Wednesday, May 4, 2011

Gaddafi forces attack rescue ship


Aid ship shelled while rescuing African and Asian migrant workers from besieged port of Misurata.

An aid ship has been attacked by forces loyal to Muammar Gaddafi while rescuing African and Asian migrant workers from the besieged port of Misurata, forcing it to leave behind hundreds of Libyans desperate to flee the fighting.

Aid workers had earlier scrambled to embark the migrants, along with journalists and the wounded, on the ship bound for rebel-held Benghazi as the port came under bombardment on Wednesday.

"The bombing has caused so many casualties among Libyans and people of other nationalities waiting for evacuation," Gemal Salem, a rebel spokesman, told Reuters news agency.

"So far we have five killed and ambulances are rushing to the scene."

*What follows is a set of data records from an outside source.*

//! # Vitals Core
//!
//! Core logic for the synthetic vitals generator and bulk uploader.
//!
//! This crate contains:
//! - Patient id loading from the resource mapping CSV
//! - Device and Observation generation
//! - Persistence of generated batches as JSON resource lists
//! - Bulk upload to a FHIR server over an injectable transport
//! - Search read-back for checking what a server holds
//!
//! **No process concerns**: environment variables, logging setup and argument
//! parsing belong in the binaries (`vitals-run`, `vitals-cli`).

pub mod config;
pub mod constants;
pub mod error;
pub mod fabricate;
pub mod generator;
pub mod mappings;
pub mod pipeline;
pub mod search;
pub mod storage;
pub mod transport;
pub mod upload;

pub use config::{BasicAuth, CoreConfig, FhirServerConfig};
pub use error::{CoreError, CoreResult};
pub use generator::{generate_batch, GeneratedBatch, GenerationSummary, Generator};
pub use mappings::{load_patient_ids, ResourceIdIndex};
pub use pipeline::{generate_to_disk, upload_file, upload_from_disk};
pub use search::{patient_summary, search_resources, PatientSummary};
pub use storage::{
    read_devices, read_observations, read_raw_resources, validate_file, write_batch, BatchFiles,
};
pub use transport::{FhirTransport, HttpTransport, TransportError, TransportResponse};
pub use upload::{
    upload_batch, upload_concurrent, upload_sequential, BatchReport, UploadOutcome, UploadReport,
    UploadStatus,
};
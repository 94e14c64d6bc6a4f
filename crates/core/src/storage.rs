//! Persisted resource files.
//!
//! A generation pass is stored as two pretty-printed JSON arrays under the output
//! directory, `devices.json` and `observations.json`. Both are rendered in memory
//! before either is written, and each file is written to a sibling temporary file
//! and renamed into place, so a failed run never leaves a truncated array behind.

use crate::constants::{DEVICES_FILENAME, OBSERVATIONS_FILENAME};
use crate::generator::GeneratedBatch;
use crate::{CoreError, CoreResult};
use fhir::resource::{parse_resources, render_resources};
use fhir::{Device, FhirError, FhirResource, Observation, ResourceKind};
use serde_json::Value;
use std::fs;
use std::path::{Path, PathBuf};

/// Locations of the files written for one batch.
#[derive(Clone, Debug, PartialEq, Eq)]
pub struct BatchFiles {
    pub devices: PathBuf,
    pub observations: PathBuf,
}

impl BatchFiles {
    pub fn in_dir(output_dir: &Path) -> Self {
        Self {
            devices: output_dir.join(DEVICES_FILENAME),
            observations: output_dir.join(OBSERVATIONS_FILENAME),
        }
    }
}

/// Write a generated batch into `output_dir`, creating the directory if needed.
///
/// Existing files are replaced.
///
/// # Errors
///
/// Returns [`CoreError::OutputDirCreation`] if the directory cannot be created,
/// [`CoreError::FileWrite`] if a file cannot be written, and [`CoreError::Fhir`] if
/// rendering fails.
pub fn write_batch(output_dir: &Path, batch: &GeneratedBatch) -> CoreResult<BatchFiles> {
    let devices_json = render_resources(&batch.devices)?;
    let observations_json = render_resources(&batch.observations)?;

    fs::create_dir_all(output_dir).map_err(CoreError::OutputDirCreation)?;

    let files = BatchFiles::in_dir(output_dir);
    write_atomic(&files.devices, devices_json.as_bytes())?;
    write_atomic(&files.observations, observations_json.as_bytes())?;

    tracing::debug!(
        "wrote {} devices to {} and {} observations to {}",
        batch.devices.len(),
        files.devices.display(),
        batch.observations.len(),
        files.observations.display()
    );
    Ok(files)
}

/// Read and strictly parse a persisted list of `T`.
///
/// # Errors
///
/// Returns [`CoreError::FileRead`] if the file cannot be read, and
/// [`CoreError::Fhir`] if its content is not a valid list of `T`.
pub fn read_resources<T: FhirResource>(path: &Path) -> CoreResult<Vec<T>> {
    let text = fs::read_to_string(path).map_err(CoreError::FileRead)?;
    Ok(parse_resources(&text)?)
}

pub fn read_devices(path: &Path) -> CoreResult<Vec<Device>> {
    read_resources(path)
}

pub fn read_observations(path: &Path) -> CoreResult<Vec<Observation>> {
    read_resources(path)
}

/// Read a persisted list as untyped JSON objects, for forwarding to a server.
///
/// Only the array shape is checked. Fields the typed model does not know about
/// are kept as they are.
pub fn read_raw_resources(path: &Path) -> CoreResult<Vec<Value>> {
    let text = fs::read_to_string(path).map_err(CoreError::FileRead)?;
    serde_json::from_str(&text).map_err(|e| CoreError::Fhir(FhirError::from(e)))
}

/// Strictly parse the file at `path` and count its resources.
///
/// When `kind` is `None` it is taken from the first element's `resourceType`.
pub fn validate_file(path: &Path, kind: Option<ResourceKind>) -> CoreResult<(ResourceKind, usize)> {
    let kind = match kind {
        Some(kind) => kind,
        None => {
            let text = fs::read_to_string(path).map_err(CoreError::FileRead)?;
            ResourceKind::detect(&text)?
        }
    };
    let count = match kind {
        ResourceKind::Device => read_devices(path)?.len(),
        ResourceKind::Observation => read_observations(path)?.len(),
    };
    Ok((kind, count))
}

fn write_atomic(path: &Path, bytes: &[u8]) -> CoreResult<()> {
    let mut temp_name = path.file_name().unwrap_or_default().to_os_string();
    temp_name.push(".tmp");
    let temp_path = path.with_file_name(temp_name);

    fs::write(&temp_path, bytes).map_err(CoreError::FileWrite)?;
    fs::rename(&temp_path, path).map_err(|e| {
        let _ = fs::remove_file(&temp_path);
        CoreError::FileWrite(e)
    })
}

#[cfg(test)]
mod tests {
    use super::*;
    use crate::generator::Generator;
    use chrono::{TimeZone, Utc};
    use fhir::FhirError;
    use rand::rngs::StdRng;
    use rand::SeedableRng;
    use tempfile::TempDir;
    use vitals_types::NonEmptyText;

    fn batch() -> GeneratedBatch {
        let patients = vec![
            NonEmptyText::new("1").unwrap(),
            NonEmptyText::new("2").unwrap(),
        ];
        let now = Utc.with_ymd_and_hms(2026, 3, 14, 9, 30, 0).unwrap();
        Generator::new(StdRng::seed_from_u64(21), now).generate(&patients)
    }

    #[test]
    fn write_batch_creates_directory_and_both_files() {
        let temp = TempDir::new().unwrap();
        let out = temp.path().join("nested").join("fhir_output");
        let batch = batch();

        let files = write_batch(&out, &batch).expect("write batch");
        assert_eq!(files, BatchFiles::in_dir(&out));
        assert!(files.devices.is_file());
        assert!(files.observations.is_file());
        assert!(!out.join("devices.json.tmp").exists());

        let devices = read_devices(&files.devices).expect("read devices");
        let observations = read_observations(&files.observations).expect("read observations");
        assert_eq!(devices, batch.devices);
        assert_eq!(observations, batch.observations);
    }

    #[test]
    fn persisted_files_re_render_byte_for_byte() {
        let temp = TempDir::new().unwrap();
        let files = write_batch(temp.path(), &batch()).expect("write batch");

        let on_disk = fs::read_to_string(&files.observations).unwrap();
        let reparsed: Vec<Observation> = read_resources(&files.observations).unwrap();
        assert_eq!(render_resources(&reparsed).unwrap(), on_disk);

        let on_disk = fs::read_to_string(&files.devices).unwrap();
        let reparsed: Vec<Device> = read_resources(&files.devices).unwrap();
        assert_eq!(render_resources(&reparsed).unwrap(), on_disk);
    }

    #[test]
    fn files_are_two_space_indented_arrays() {
        let temp = TempDir::new().unwrap();
        let files = write_batch(temp.path(), &batch()).expect("write batch");
        let text = fs::read_to_string(&files.devices).unwrap();
        assert!(text.starts_with("[\n  {\n    \"resourceType\": \"Device\""));
        assert!(text.ends_with("]\n"));
    }

    #[test]
    fn rewriting_replaces_previous_content() {
        let temp = TempDir::new().unwrap();
        let files = write_batch(temp.path(), &batch()).expect("first write");
        write_batch(temp.path(), &GeneratedBatch::default()).expect("overwrite");
        assert_eq!(fs::read_to_string(&files.devices).unwrap(), "[]\n");
    }

    #[test]
    fn reading_a_missing_file_is_a_read_error() {
        let temp = TempDir::new().unwrap();
        let err = read_devices(&temp.path().join("devices.json")).expect_err("missing");
        assert!(matches!(err, CoreError::FileRead(_)));
    }

    #[test]
    fn reading_the_wrong_resource_type_is_rejected() {
        let temp = TempDir::new().unwrap();
        let files = write_batch(temp.path(), &batch()).expect("write batch");
        let err = read_devices(&files.observations).expect_err("observations are not devices");
        assert!(matches!(err, CoreError::Fhir(FhirError::Translation(_))));
    }

    #[test]
    fn unknown_keys_are_rejected() {
        let temp = TempDir::new().unwrap();
        let files = write_batch(temp.path(), &batch()).expect("write batch");
        let text = fs::read_to_string(&files.devices).unwrap();
        let tampered = text.replacen("\"manufacturer\"", "\"lotNumber\": \"x\",\n    \"manufacturer\"", 1);
        fs::write(&files.devices, tampered).unwrap();

        let err = read_devices(&files.devices).expect_err("unknown key");
        assert!(err.to_string().contains("lotNumber"), "{err}");
    }

    #[test]
    fn raw_read_keeps_fields_the_model_does_not_know() {
        let temp = TempDir::new().unwrap();
        let files = write_batch(temp.path(), &batch()).expect("write batch");
        let mut values: Vec<Value> =
            serde_json::from_str(&fs::read_to_string(&files.observations).unwrap()).unwrap();
        values[0]["meta"] = serde_json::json!({ "versionId": "1" });
        fs::write(&files.observations, serde_json::to_string(&values).unwrap()).unwrap();

        let raw = read_raw_resources(&files.observations).expect("raw read");
        assert_eq!(raw, values);
        assert!(read_observations(&files.observations).is_err());
    }

    #[test]
    fn raw_read_rejects_a_non_array() {
        let temp = TempDir::new().unwrap();
        let path = temp.path().join("devices.json");
        fs::write(&path, "{\"resourceType\": \"Device\"}").unwrap();
        let err = read_raw_resources(&path).expect_err("object is not a list");
        assert!(matches!(err, CoreError::Fhir(_)));
    }

    #[test]
    fn validate_file_detects_kind_and_counts() {
        let temp = TempDir::new().unwrap();
        let batch = batch();
        let files = write_batch(temp.path(), &batch).expect("write batch");

        let (kind, count) = validate_file(&files.devices, None).expect("valid devices");
        assert_eq!(kind, ResourceKind::Device);
        assert_eq!(count, batch.devices.len());

        let (kind, count) =
            validate_file(&files.observations, Some(ResourceKind::Observation)).expect("valid");
        assert_eq!(kind, ResourceKind::Observation);
        assert_eq!(count, batch.observations.len());

        assert!(validate_file(&files.observations, Some(ResourceKind::Device)).is_err());
    }
}
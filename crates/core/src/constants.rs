//! Constants used throughout the vitals core crate.
//!
//! File names, column names and generation parameters live here so the
//! generator, serializer and binaries agree on them.

/// Default directory for generated resource files when none is configured.
pub const DEFAULT_OUTPUT_DIR: &str = "fhir_output";

/// Default mapping file location when none is configured.
pub const DEFAULT_MAPPINGS_PATH: &str = "mappings.csv";

/// Filename for the generated device list.
pub const DEVICES_FILENAME: &str = "devices.json";

/// Filename for the generated observation list.
pub const OBSERVATIONS_FILENAME: &str = "observations.json";

/// Mapping file column holding the resource type discriminator.
pub const RESOURCE_TYPE_COLUMN: &str = "resource_type";

/// Mapping file column holding the resource id.
pub const RESOURCE_ID_COLUMN: &str = "resource_id";

/// Resource type whose ids seed generation.
pub const PATIENT_RESOURCE_TYPE: &str = "Patient";

/// Default number of concurrent device uploads.
pub const DEFAULT_UPLOAD_WORKERS: usize = 12;

/// Default per-request HTTP timeout in seconds.
pub const DEFAULT_HTTP_TIMEOUT_SECS: u64 = 30;

/// Inclusive bounds on devices generated per patient.
pub const DEVICES_PER_PATIENT: (usize, usize) = (1, 3);

/// Inclusive bounds on observations generated per vital-sign type per patient.
pub const OBSERVATIONS_PER_TYPE: (usize, usize) = (2, 4);

/// Maximum whole days an observation timestamp lies in the past.
pub const LOOKBACK_DAYS: i64 = 30;

/// Maximum extra minutes subtracted on top of the day offset.
pub const LOOKBACK_MINUTES: i64 = 1440;
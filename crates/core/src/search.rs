//! Read-back of uploaded resources via type-level search.

use crate::transport::FhirTransport;
use crate::{CoreError, CoreResult};
use fhir::{Bundle, Reference};
use serde_json::Value;

/// Search `resource_type` and return the resources of the searchset page.
///
/// # Errors
///
/// Returns [`CoreError::Search`] when the request fails or the server answers
/// with anything other than 200, and [`CoreError::Fhir`] when the body is not a
/// Bundle.
pub async fn search_resources<T>(
    transport: &T,
    resource_type: &str,
    param: &str,
    value: &str,
) -> CoreResult<Vec<Value>>
where
    T: FhirTransport + ?Sized,
{
    let response = transport
        .search(resource_type, param, value)
        .await
        .map_err(|e| CoreError::Search(format!("{resource_type}?{param}={value}: {e}")))?;

    if response.status != 200 {
        return Err(CoreError::Search(format!(
            "{resource_type}?{param}={value}: {} {}",
            response.status, response.body
        )));
    }

    let bundle = Bundle::parse(&response.body)?;
    Ok(bundle.into_resources())
}

#[derive(Clone, Debug, PartialEq, Eq)]
pub struct PatientSummary {
    pub patient_id: String,
    pub devices: usize,
    pub observations: usize,
}

/// Count the devices and observations the server holds for one patient.
pub async fn patient_summary<T>(transport: &T, patient_id: &str) -> CoreResult<PatientSummary>
where
    T: FhirTransport + ?Sized,
{
    let patient = Reference::patient(patient_id).reference;
    let devices = search_resources(transport, "Device", "patient", &patient).await?;
    let observations = search_resources(transport, "Observation", "subject", &patient).await?;

    Ok(PatientSummary {
        patient_id: patient_id.to_string(),
        devices: devices.len(),
        observations: observations.len(),
    })
}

The MV Red Star One, sent by the International Organization for Migration (IOM), picked up 800 people caught up in the civil war who had been waiting for days to escape Misurata's worsening humanitarian crisis.

It had hoped to take 1,000 people.

Humanitarian concern

"Hundreds of Libyan civilians had also tried to board the ship in desperation to get out of Misurata. But with a limited capacity, the ramp of the boat had to be pulled up so that the ship could pull away from the dock in safety," the IOM said.

The port is a lifeline for Misurata, where food and medical supplies are low and snipers shoot from rooftops.

Other rescue ships are offshore but there was no news of their movements. About 12,000 people have so far been rescued by 12 ships.

The shelling also hit Misurata's Qasr Ahmad district, a mixed residential and industrial area which houses the iron and steel works in a city that has become one of the bloodiest battlefields in the two-month conflict.